Mary P. Ryan traces the fate of public life and the emergence of ethnic, class, and gender conflict in the nineteenth-century city in this ambitious retelling of a key period of American political and social history. Basing her analysis on three quite different cities--New York, New Orleans, and San Francisco--Ryan illustrates how city spaces were used, understood, and fought over by a dazzling variety of social groups and political forces. She finds that the democratic exuberance America enjoyed in the 1820s and 1840s was irrevocably damaged by the Civil War. Civic life rebounded after the War but was, in Ryan's words, "less public, less democratic, and more visibly scarred by racial bigotry."
Ryan's analysis is played out on three different levels--the spatial, the ceremonial, and the political. As she follows the decline of informal democracy from the age of Jackson to the heyday of industrial capitalism, she finds the roots of America's resilient democratic culture in the vigorous, often belligerent urban conflicts that found expression in the social movements, riots, celebrations, and other events that punctuated daily life in these urban centers. With its insightful comparisons, meticulous research, and graceful narrative, this study illustrates the ways in which American cities of the nineteenth century were as full of cultural differences and as fractured by social and economic changes as any metropolis today.

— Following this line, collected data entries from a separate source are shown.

impl ProjectMetricsDelta {
    pub fn apply_to(&self, project: &mut Project) {
        project.real_hour = self.hours.real_hour;
        project.working_hours = self.hours.working_hours;
        project.overtime_hours = self.hours.overtime_hours;
        project.engineer_work_hour = self.hours.engineer_work_hour;
        project.non_engineer_work_hour = self.hours.non_engineer_work_hour;
        project.expense_hr_from_transactions = self.expense_hr_from_transactions;
        project.expense_vehicle = self.expense_vehicle;
        project.expense_material = self.expense_material;

        let f = &self.figures;
        project.base_amount = f.base_amount;
        project.team_bounty = f.team_bounty;
        project.non_engineer_bounty = f.non_engineer_bounty;
        project.hour_performance = f.hour_performance;
        project.engineer_hand = f.engineer_hand;
        project.income_hr = f.income_hr;
        project.expense_hr_bonus = f.expense_hr_bonus;
        project.profit_hr = f.profit_hr;
        project.profit_vehicle = f.profit_vehicle;
        project.profit_material = f.profit_material;
        project.total_income = f.total_income;
        project.total_expense = f.total_expense;
        project.total_hr_expense = f.total_hr_expense;
        project.total_profit = f.total_profit;
        project.last_calculation_update = Some(self.last_calculation_update.clone());
    }
}

/// Computes the full derived block for one project from the store's
/// attendance and transaction collections.
pub fn compute_project_metrics(store: &Store, project: &Project) -> ProjectMetricsDelta {
    let records = store.filter::<AttendanceRecord>(|r| r.project_id == Some(project.id));
    let transactions = store.filter::<FinancialTransaction>(|t| t.project_id == Some(project.id));
    debug!(
        project_id = project.id,
        attendance = records.len(),
        transactions = transactions.len(),
        "aggregating project inputs"
    );

    let hours = sum_hours(records.iter().map(|(_, r)| r));
    let expenses = sum_expenses(transactions.iter().map(|(_, t)| t));
    compute_from_totals(project, hours, expenses)
}

/// Derivation from pre-summed totals; used by the full compute above and
/// by edits that only touched static project fields.
pub fn compute_from_totals(
    project: &Project,
    hours: HourTotals,
    expenses: ExpenseTotals,
) -> ProjectMetricsDelta {
    let inputs = FinanceInputs {
        wos_hour: project.wos_hour,
        planned_hour: project.planned_hour,
        real_hour: hours.real_hour,
        non_engineer_hours: hours.non_engineer_work_hour,
        additional_hour: project.additional_hour,
        additional_value: project.additional_value,
        manual_expense_hr: project.expense_hr,
        expense_hr_from_transactions: expenses.hr,
        expense_vehicle: expenses.vehicle,
        expense_material: expenses.material,
        income_vehicle: project.income_vehicle,
        income_material: project.income_material,
        expense_hse: project.expense_hse,
    };
    let figures = derive_project_figures(&inputs);
    ProjectMetricsDelta {
        hours,
        expense_hr_from_transactions: crate::calculations::round_whole(
            rust_decimal::Decimal::from_f64_retain(sanitize(expenses.hr)).unwrap_or_default(),
        ),
        expense_vehicle: crate::calculations::round_whole(
            rust_decimal::Decimal::from_f64_retain(sanitize(expenses.vehicle)).unwrap_or_default(),
        ),
        expense_material: crate::calculations::round_whole(
            rust_decimal::Decimal::from_f64_retain(sanitize(expenses.material)).unwrap_or_default(),
        ),
        figures,
        last_calculation_update: now_iso(),
    }
}

/// Recomputes and persists one project, located by its numeric id.
pub fn recompute_project(store: &Store, project_id: i64) -> Result<(), AggregationError> {
    let (doc_id, project) = store
        .find_one::<Project>(|p| p.id == project_id)
        .ok_or(AggregationError::ProjectNotFound(project_id))?;
    let delta = compute_project_metrics(store, &project);
    store.update::<Project, _>(&doc_id, |p| delta.apply_to(p))?;
    info!(
        project_id,
        real_hour = delta.hours.real_hour,
        engineer = delta.hours.engineer_work_hour,
        non_engineer = delta.hours.non_engineer_work_hour,
        "recomputed project metrics"
    );
    Ok(())
}

/// Creates a project and computes its derived block from whatever
/// attendance and transactions already reference its id.
pub fn create_project(store: &Store, project: Project) -> Result<String, AggregationError> {
    if project.id == 0 {
        return Err(AggregationError::MissingProjectId);
    }
    if store.find_one::<Project>(|p| p.id == project.id).is_some() {
        return Err(AggregationError::DuplicateProjectId(project.id));
    }
    let project_id = project.id;
    let doc_id = store.insert(project);
    recompute_project(store, project_id)?;
    Ok(doc_id)
}

/// Applies a typed patch to a project's static inputs. The derived block
/// is recomputed only when a calculation-relevant input actually changed.
pub fn update_project(
    store: &Store,
    project_id: i64,
    patch: &crate::models::ProjectPatch,
) -> Result<(), AggregationError> {
    let (doc_id, _) = store
        .find_one::<Project>(|p| p.id == project_id)
        .ok_or(AggregationError::ProjectNotFound(project_id))?;
    let needs_recalc = store.update::<Project, _>(&doc_id, |p| {
        let changed = patch.apply(p);
        p.synced_to_sheet = false;
        changed
    })?;
    if needs_recalc {
        recompute_project(store, project_id)?;
    }
    Ok(())
}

I recently read another of Ryan's books for a paper I was writing on woman's suffrage. I was so impressed, I looked up all her books. In one sense, "Civic Wars" continues on the theme of Ryan's: "Banners and Ballots" in examining the challenges that have historically stymied feminist historians in that so much of women's influence has consisted in the private (as opposed to public) sphere--making it not only harder to trace, but harder to document as well. But there is a broader analysis here, too--well beyond the scope of women-- examining all the 'have-nots' of society and the means by which they used the levers of public dissent and protest to have a say in their democracy. Ryan is a lucid and compelling writer and in this book she provides ample evidence that in Frederick Douglas' words: "Power cedes nothing without demand." Great book. P. Abeles
WHAT!!!!!!!
Published by Thriftbooks.com User , 23 years ago
While this book has terrific content, I did not care for the fact that I had to stop every page and look up words. When I took the GRE I scored in the 96 percentile. I have a strong vocabulary, however, half the time I did not know what Ryan was saying. This is an interesting book comparing the development of San Francisco, New York, and New Orleans. I would recommend it to anyone studying the 19 Century. You will need a dictionary to read the book, but you will learn a lot.